Your goal: Starting at the top of the records, output every line through the one that contains "flag of the", keeping each exactly as it appears.

(Entries taken from a collection)
- Opening Delimiter -

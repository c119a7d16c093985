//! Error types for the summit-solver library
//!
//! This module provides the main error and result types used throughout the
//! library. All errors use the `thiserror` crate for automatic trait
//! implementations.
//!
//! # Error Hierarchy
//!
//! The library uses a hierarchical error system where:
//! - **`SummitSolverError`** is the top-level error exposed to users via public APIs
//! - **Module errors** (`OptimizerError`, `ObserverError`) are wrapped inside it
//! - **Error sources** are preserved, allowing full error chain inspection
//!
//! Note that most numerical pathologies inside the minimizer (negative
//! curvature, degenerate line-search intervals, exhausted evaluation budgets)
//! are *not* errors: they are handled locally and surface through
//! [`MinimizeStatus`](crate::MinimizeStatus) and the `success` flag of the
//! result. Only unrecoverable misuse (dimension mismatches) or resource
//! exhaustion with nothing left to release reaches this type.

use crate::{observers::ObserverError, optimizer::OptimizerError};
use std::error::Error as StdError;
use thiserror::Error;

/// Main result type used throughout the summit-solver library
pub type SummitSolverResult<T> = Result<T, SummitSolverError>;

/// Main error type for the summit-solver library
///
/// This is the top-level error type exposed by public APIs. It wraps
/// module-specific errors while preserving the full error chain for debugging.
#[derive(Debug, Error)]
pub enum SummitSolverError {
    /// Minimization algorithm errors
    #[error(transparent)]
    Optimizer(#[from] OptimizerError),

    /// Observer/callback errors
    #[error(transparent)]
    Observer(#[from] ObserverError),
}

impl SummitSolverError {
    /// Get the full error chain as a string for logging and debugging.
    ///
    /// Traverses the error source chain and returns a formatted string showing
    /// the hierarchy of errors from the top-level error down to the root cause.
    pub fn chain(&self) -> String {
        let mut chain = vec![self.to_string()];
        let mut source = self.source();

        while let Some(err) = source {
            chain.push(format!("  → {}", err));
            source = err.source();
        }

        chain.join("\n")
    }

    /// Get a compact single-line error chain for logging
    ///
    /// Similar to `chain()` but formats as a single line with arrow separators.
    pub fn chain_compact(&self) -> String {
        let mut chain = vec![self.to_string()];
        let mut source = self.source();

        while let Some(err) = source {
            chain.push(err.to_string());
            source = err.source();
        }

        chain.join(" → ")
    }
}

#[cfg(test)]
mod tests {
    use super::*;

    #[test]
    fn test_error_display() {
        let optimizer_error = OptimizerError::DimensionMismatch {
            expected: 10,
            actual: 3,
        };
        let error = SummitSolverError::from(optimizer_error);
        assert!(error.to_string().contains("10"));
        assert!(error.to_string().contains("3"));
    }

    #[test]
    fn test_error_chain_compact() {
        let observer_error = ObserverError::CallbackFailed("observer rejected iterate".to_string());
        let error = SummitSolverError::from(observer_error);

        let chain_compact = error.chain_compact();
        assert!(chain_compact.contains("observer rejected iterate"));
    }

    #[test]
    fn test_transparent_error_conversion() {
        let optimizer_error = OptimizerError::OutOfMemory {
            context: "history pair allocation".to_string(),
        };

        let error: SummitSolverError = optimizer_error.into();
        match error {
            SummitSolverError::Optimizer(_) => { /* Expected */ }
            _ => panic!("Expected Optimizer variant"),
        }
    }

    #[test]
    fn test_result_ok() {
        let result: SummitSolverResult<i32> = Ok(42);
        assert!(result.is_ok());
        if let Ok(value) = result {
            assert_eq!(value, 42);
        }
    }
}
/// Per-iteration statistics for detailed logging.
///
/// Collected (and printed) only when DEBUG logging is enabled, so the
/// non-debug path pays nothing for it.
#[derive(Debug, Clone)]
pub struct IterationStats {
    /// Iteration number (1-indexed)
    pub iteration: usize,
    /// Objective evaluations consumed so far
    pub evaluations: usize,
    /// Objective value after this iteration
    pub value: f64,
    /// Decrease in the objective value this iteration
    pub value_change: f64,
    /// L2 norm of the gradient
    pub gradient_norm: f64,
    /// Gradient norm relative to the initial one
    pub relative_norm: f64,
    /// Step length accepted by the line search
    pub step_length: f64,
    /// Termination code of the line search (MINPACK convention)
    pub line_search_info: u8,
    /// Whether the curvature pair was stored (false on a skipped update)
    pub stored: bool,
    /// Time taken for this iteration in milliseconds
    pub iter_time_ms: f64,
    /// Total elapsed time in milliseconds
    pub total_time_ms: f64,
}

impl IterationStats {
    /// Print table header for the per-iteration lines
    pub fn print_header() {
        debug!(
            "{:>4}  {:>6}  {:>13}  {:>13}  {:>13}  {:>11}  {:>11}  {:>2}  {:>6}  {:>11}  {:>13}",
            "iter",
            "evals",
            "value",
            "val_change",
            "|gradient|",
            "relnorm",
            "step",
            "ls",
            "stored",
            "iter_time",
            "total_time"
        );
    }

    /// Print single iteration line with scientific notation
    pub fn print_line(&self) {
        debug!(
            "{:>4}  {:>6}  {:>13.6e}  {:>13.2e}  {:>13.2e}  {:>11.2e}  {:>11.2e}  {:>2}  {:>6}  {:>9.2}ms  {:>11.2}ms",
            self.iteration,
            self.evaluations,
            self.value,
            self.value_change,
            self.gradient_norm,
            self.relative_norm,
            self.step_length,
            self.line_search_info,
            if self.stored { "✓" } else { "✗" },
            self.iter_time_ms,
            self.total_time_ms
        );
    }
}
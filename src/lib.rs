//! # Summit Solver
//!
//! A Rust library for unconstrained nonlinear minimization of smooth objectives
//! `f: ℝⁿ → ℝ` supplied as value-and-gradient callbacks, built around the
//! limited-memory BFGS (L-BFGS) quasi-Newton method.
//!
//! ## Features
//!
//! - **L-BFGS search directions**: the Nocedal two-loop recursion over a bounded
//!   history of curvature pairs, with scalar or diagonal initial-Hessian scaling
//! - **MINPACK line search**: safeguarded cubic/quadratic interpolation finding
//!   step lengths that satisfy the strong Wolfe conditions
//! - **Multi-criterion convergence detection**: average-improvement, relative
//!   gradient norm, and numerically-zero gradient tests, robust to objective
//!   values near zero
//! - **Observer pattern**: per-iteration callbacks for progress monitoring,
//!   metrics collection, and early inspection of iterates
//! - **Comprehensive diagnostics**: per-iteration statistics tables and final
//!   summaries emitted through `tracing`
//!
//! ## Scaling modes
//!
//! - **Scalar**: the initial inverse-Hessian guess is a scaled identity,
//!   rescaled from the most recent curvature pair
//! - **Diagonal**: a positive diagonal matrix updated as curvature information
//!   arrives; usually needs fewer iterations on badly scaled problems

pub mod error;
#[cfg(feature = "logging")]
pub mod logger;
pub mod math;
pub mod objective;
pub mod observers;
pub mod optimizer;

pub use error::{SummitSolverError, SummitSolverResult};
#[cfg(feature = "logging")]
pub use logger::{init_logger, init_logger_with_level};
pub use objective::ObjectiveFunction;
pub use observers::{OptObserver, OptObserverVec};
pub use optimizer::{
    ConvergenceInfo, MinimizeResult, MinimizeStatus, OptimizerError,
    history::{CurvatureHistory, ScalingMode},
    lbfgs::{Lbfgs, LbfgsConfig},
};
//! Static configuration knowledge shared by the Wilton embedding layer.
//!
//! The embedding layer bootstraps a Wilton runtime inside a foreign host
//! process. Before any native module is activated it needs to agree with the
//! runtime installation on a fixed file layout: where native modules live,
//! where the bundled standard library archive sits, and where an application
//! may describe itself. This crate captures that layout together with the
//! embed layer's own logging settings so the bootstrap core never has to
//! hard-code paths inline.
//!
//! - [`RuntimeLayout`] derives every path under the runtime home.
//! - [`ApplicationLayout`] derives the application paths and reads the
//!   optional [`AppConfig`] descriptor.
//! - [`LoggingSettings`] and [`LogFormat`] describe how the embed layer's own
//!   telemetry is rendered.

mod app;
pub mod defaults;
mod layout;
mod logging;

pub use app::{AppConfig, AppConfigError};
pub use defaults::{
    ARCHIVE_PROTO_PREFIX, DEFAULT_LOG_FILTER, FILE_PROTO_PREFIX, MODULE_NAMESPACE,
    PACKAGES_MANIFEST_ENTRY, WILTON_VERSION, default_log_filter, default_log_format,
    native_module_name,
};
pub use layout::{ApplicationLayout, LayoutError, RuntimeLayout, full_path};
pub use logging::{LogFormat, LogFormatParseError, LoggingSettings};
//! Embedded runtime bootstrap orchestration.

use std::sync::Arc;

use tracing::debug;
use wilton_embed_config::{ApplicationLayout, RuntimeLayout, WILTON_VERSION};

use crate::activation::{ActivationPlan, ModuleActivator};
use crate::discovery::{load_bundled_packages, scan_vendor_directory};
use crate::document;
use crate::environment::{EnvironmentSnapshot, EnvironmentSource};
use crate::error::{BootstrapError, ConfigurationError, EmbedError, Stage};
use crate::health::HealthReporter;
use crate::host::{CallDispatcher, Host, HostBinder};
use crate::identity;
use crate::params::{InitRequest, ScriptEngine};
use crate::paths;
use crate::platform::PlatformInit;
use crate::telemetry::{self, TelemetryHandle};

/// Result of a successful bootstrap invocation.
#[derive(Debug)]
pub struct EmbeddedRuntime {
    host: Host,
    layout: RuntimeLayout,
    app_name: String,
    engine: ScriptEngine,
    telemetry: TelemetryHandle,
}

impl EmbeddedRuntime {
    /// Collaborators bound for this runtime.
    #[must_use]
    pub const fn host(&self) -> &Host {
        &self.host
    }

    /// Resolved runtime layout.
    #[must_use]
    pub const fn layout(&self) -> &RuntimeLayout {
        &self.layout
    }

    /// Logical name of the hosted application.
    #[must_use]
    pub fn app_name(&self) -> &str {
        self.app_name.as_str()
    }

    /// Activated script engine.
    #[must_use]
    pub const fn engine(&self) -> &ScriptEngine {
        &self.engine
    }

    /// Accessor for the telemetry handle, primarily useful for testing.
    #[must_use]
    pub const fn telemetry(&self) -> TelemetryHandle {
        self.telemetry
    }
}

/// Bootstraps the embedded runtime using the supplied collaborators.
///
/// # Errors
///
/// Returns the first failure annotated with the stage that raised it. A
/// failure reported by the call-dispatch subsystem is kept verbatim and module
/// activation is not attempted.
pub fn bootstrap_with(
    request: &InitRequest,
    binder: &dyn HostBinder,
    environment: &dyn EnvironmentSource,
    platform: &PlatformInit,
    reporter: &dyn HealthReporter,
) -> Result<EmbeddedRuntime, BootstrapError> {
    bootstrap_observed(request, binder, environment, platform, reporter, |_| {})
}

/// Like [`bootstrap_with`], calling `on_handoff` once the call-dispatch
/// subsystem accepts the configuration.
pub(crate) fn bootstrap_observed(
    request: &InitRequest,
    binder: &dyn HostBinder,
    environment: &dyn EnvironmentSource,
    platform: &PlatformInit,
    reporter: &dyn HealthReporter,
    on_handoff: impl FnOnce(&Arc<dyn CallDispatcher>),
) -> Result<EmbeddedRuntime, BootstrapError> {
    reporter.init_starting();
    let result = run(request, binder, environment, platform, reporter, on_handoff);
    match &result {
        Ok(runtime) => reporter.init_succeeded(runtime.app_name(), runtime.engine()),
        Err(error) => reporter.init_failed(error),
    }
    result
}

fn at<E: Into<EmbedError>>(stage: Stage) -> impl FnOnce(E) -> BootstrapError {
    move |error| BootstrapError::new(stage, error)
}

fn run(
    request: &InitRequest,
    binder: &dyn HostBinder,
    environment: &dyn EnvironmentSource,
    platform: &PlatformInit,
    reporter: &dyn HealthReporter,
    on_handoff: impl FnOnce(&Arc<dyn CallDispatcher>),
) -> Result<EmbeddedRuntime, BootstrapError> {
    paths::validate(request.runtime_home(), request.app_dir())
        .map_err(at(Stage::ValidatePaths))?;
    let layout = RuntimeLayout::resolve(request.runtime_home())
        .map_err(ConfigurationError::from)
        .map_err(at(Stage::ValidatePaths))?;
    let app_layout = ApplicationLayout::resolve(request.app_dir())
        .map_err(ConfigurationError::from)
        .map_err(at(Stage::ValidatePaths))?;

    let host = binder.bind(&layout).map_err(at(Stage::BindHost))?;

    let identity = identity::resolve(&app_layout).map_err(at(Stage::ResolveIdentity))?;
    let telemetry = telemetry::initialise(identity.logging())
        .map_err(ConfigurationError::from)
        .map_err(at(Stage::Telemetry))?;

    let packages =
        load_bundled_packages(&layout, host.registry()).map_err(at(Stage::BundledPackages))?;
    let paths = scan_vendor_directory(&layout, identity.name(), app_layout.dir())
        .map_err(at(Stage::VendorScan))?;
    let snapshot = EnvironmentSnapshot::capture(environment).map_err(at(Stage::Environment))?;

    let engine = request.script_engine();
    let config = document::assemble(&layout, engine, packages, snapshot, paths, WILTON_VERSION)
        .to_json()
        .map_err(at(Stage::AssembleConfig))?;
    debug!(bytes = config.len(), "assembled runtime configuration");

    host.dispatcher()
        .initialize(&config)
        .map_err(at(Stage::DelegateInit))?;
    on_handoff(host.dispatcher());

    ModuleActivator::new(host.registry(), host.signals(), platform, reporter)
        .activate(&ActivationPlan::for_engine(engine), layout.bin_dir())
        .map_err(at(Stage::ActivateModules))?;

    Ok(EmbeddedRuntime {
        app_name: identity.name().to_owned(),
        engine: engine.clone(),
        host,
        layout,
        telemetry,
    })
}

- Closing Delimiter -

Solution for this problem:
repository c119a7d16c093985
//! Error types for the summit-solver library
//!
//! This module provides the main error and result types used throughout the
//! library. All errors use the `thiserror` crate for automatic trait
//! implementations.
//!
//! # Error Hierarchy
//!
//! The library uses a hierarchical error system where:
//! - **`SummitSolverError`** is the top-level error exposed to users via public APIs
//! - **Module errors** (`OptimizerError`, `ObserverError`) are wrapped inside it
//! - **Error sources** are preserved, allowing full error chain inspection
//!
//! Note that most numerical pathologies inside the minimizer (negative
//! curvature, degenerate line-search intervals, exhausted evaluation budgets)
//! are *not* errors: they are handled locally and surface through
//! [`MinimizeStatus`](crate::MinimizeStatus) and the `success` flag of the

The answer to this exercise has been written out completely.